戦後、師匠の力道山から始まり、プロレスに関しては中身が変わってきている。今はネットを通じて世界中に一瞬にして配信される。逆に言えば、今の時代はうらやましいな。我々は、そこに行かないと理解してもらえない。だからいろんな国、アフリカ、ドバイ、いろんなところに行きました。そういう意味では時代に乗っかって、発信して頑張ってほしい

(吉成が「スポーツだけでなく、私生活でもチャンピオンとしての自覚をもって精進していきたい」と話す)

はみだせないのは、つまんないねぇ。ちょっとはみだしたら、すぐ…。俺なんか生まれ持ったじゃないけど、子どもの時からはみ出してますから。

-今の子をかわいそうに思うか

かわいそうというより、人間らしさがだんだんなくなってしまう。確かにワイドショーの影響も強いし、優等生みたいなのばっかり。そうでないと世の中は生きていけない。優等生の基準がなんなのか、これも分からないですね。そういう中では、言いたいことを言うと、政治家の場合は特に言葉を選ばないといけない。たたいちゃいけない、いじめはいけない。いけないに決まっているけど、昨日まで一方通行だったのが、逆に標識が変わって、こっちに来たら違反ですよ、となったり。あんまり人にたたかれないで、人にメッセージを送れるのはスポーツが一番。

-(吉成からの質問)大学に行かず格闘技1本でやっていて不安がある。どうしたらいいですか。

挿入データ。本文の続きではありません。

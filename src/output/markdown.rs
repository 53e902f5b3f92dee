//! HTML to Markdown conversion
//!
//! The main content element of each page is rendered with `html2md` and
//! written under the output directory at a path derived from the page URL.
//! Images inside the content are either downloaded next to the Markdown tree
//! or pointed at their absolute URL.

use super::traits::{ContentConverter, ConvertedPage, OutputError, OutputResult};
use crate::config::Config;
use crate::crawler::FetchedPage;
use regex::{Captures, Regex};
use reqwest::Client;
use scraper::{Html, Selector};
use sha2::{Digest, Sha256};
use std::collections::HashMap;
use std::fs;
use std::path::{Path, PathBuf};
use tracing::{debug, warn};
use url::Url;

/// Extensions kept as-is when naming downloaded images
const IMAGE_EXTENSIONS: &[&str] = &[".jpg", ".jpeg", ".png", ".gif", ".svg", ".webp"];

/// Default converter writing one Markdown file per page
pub struct MarkdownConverter {
    client: Client,
    content_selector: Selector,
    base_dir: PathBuf,
    image_dir_name: String,
    download_images: bool,
    img_src: Regex,
}

impl MarkdownConverter {
    /// Creates a converter from the extractor and output settings
    ///
    /// `client` is used for image downloads; the crawl's own client works.
    pub fn new(config: &Config, client: Client) -> OutputResult<Self> {
        let selector = &config.extractor.content_selector;
        let content_selector = Selector::parse(selector)
            .map_err(|e| OutputError::Selector(format!("'{}': {:?}", selector, e)))?;

        let img_src = Regex::new(r#"(<img\b[^>]*?\bsrc=)"([^"]*)""#)
            .map_err(|e| OutputError::Selector(e.to_string()))?;

        Ok(Self {
            client,
            content_selector,
            base_dir: PathBuf::from(&config.output.base_dir),
            image_dir_name: config.output.image_dir_name.clone(),
            download_images: config.output.download_images,
            img_src,
        })
    }

    /// Directory downloaded images are stored in
    pub fn image_dir(&self) -> PathBuf {
        self.base_dir.join(&self.image_dir_name)
    }

    /// Path of the Markdown file for a page URL
    ///
    /// A trailing `/`, `/index.html` or `.html` is dropped from the URL path;
    /// an empty path maps to `index.md`.
    pub fn output_path(&self, url: &Url) -> PathBuf {
        self.base_dir.join(relative_output_path(url.path()))
    }

    /// Extracts the first content element as HTML
    fn extract_content(&self, html: &str) -> Option<(String, Vec<String>)> {
        let document = Html::parse_document(html);
        let content = document.select(&self.content_selector).next()?;

        let sources = match Selector::parse("img[src]") {
            Ok(img) => content
                .select(&img)
                .filter_map(|element| element.value().attr("src"))
                .map(str::to_string)
                .collect(),
            Err(_) => Vec::new(),
        };

        Some((content.html(), sources))
    }

    /// Downloads an image and returns its path relative to `markdown_path`
    async fn download_image(&self, image_url: &Url, markdown_path: &Path) -> OutputResult<String> {
        let response = self
            .client
            .get(image_url.as_str())
            .send()
            .await?
            .error_for_status()?;
        let bytes = response.bytes().await?;

        let image_dir = self.image_dir();
        fs::create_dir_all(&image_dir)?;

        let file_name = image_file_name(image_url);
        fs::write(image_dir.join(&file_name), &bytes)?;

        let relative_md = markdown_path
            .strip_prefix(&self.base_dir)
            .unwrap_or(markdown_path);
        Ok(relative_image_link(relative_md, &self.image_dir_name, &file_name))
    }

    /// Computes the replacement `src` for every image in the content
    ///
    /// Also returns how many downloads failed.
    async fn localize_images(
        &self,
        sources: Vec<String>,
        page_url: &Url,
        markdown_path: &Path,
    ) -> (HashMap<String, String>, u64) {
        let mut replacements = HashMap::new();
        let mut failures = 0;

        for src in sources {
            if replacements.contains_key(&src) {
                continue;
            }

            let Ok(absolute) = page_url.join(src.trim()) else {
                debug!(src = %src, "Leaving unresolvable image source untouched");
                continue;
            };

            let new_src = if self.download_images {
                match self.download_image(&absolute, markdown_path).await {
                    Ok(local) => local,
                    Err(e) => {
                        warn!(image = %absolute, error = %e, "Image download failed, linking remotely");
                        failures += 1;
                        absolute.to_string()
                    }
                }
            } else {
                absolute.to_string()
            };

            replacements.insert(src, new_src);
        }

        (replacements, failures)
    }

    /// Rewrites `src` attributes in serialized HTML
    fn rewrite_sources(&self, html: &str, replacements: &HashMap<String, String>) -> String {
        self.img_src
            .replace_all(html, |caps: &Captures| {
                let original = unescape_attr(&caps[2]);
                match replacements.get(&original) {
                    Some(new_src) => format!("{}\"{}\"", &caps[1], escape_attr(new_src)),
                    None => caps[0].to_string(),
                }
            })
            .into_owned()
    }
}

impl ContentConverter for MarkdownConverter {
    async fn convert(&mut self, page: &FetchedPage) -> OutputResult<ConvertedPage> {
        let page_url = Url::parse(&page.url).map_err(|e| {
            OutputError::Io(std::io::Error::new(
                std::io::ErrorKind::InvalidInput,
                format!("{}: {}", page.url, e),
            ))
        })?;

        let (content, sources) =
            self.extract_content(&page.html)
                .ok_or_else(|| OutputError::NoContent {
                    url: page.url.clone(),
                })?;

        let markdown_path = self.output_path(&page_url);
        let (replacements, image_failures) = self
            .localize_images(sources, &page_url, &markdown_path)
            .await;
        let content = self.rewrite_sources(&content, &replacements);

        let markdown = html2md::parse_html(&content);

        if let Some(parent) = markdown_path.parent() {
            fs::create_dir_all(parent)?;
        }
        fs::write(&markdown_path, markdown)?;

        debug!(url = %page.url, path = %markdown_path.display(), "Wrote Markdown");
        Ok(ConvertedPage {
            path: markdown_path,
            image_failures,
        })
    }
}

/// Maps a URL path to a Markdown path relative to the output directory
fn relative_output_path(url_path: &str) -> PathBuf {
    let mut path = url_path.strip_suffix('/').unwrap_or(url_path);

    if let Some(stripped) = path.strip_suffix("/index.html") {
        path = stripped;
    } else if let Some(stripped) = path.strip_suffix(".html") {
        path = stripped;
    }

    let path = path.trim_start_matches('/');
    if path.is_empty() {
        PathBuf::from("index.md")
    } else {
        PathBuf::from(format!("{}.md", path))
    }
}

/// File name for a downloaded image
///
/// Keeps the last path segment when it is a plain file name with an image
/// extension, otherwise derives a stable name from the URL hash.
fn image_file_name(image_url: &Url) -> String {
    let basename = image_url
        .path_segments()
        .and_then(|mut segments| segments.next_back())
        .unwrap_or("");

    let lower = basename.to_ascii_lowercase();
    let plain = !basename.is_empty()
        && basename
            .chars()
            .all(|c| c.is_ascii_alphanumeric() || matches!(c, '.' | '_' | '-'));

    if plain && IMAGE_EXTENSIONS.iter().any(|ext| lower.ends_with(ext)) {
        return basename.to_string();
    }

    let digest = hex::encode(Sha256::digest(image_url.as_str().as_bytes()));
    format!("image_{}.png", &digest[..12])
}

/// Link from a Markdown file to an image in the image directory
fn relative_image_link(relative_md: &Path, image_dir_name: &str, file_name: &str) -> String {
    let depth = relative_md
        .parent()
        .map(|parent| parent.components().count())
        .unwrap_or(0);

    format!("{}{}/{}", "../".repeat(depth), image_dir_name, file_name)
}

fn unescape_attr(value: &str) -> String {
    value
        .replace("&quot;", "\"")
        .replace("&lt;", "<")
        .replace("&gt;", ">")
        .replace("&nbsp;", "\u{a0}")
        .replace("&amp;", "&")
}

fn escape_attr(value: &str) -> String {
    value.replace('&', "&amp;").replace('"', "&quot;")
}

大学は俺も行ってないから分からない。義務教育を終えてないからね。途中でブラジルに行って、そのまま向こうでスカウトされて、デビューしたから。国会議員でも田中角栄さんは義務教育は受けているでしょう。もとから非常識なんで。今は高齢化社会が大きな問題。その中で自分自身が体ぼろぼろだからね。年の数より、体に負った傷の方が多いぐらい。首から、腰から、肩から…。そういう自分との戦い。人のために何をするか。政治家であれば、国のために自分自身をどうケアしていくか。そういう年に来てしまった。学校出る、出ないは、自分の心を持っていれば別にどうってことない。体験に勝るものなし。

窮屈な時代の中で思いきってはみ出せ、と強烈なエールを送り、固い握手をかわした。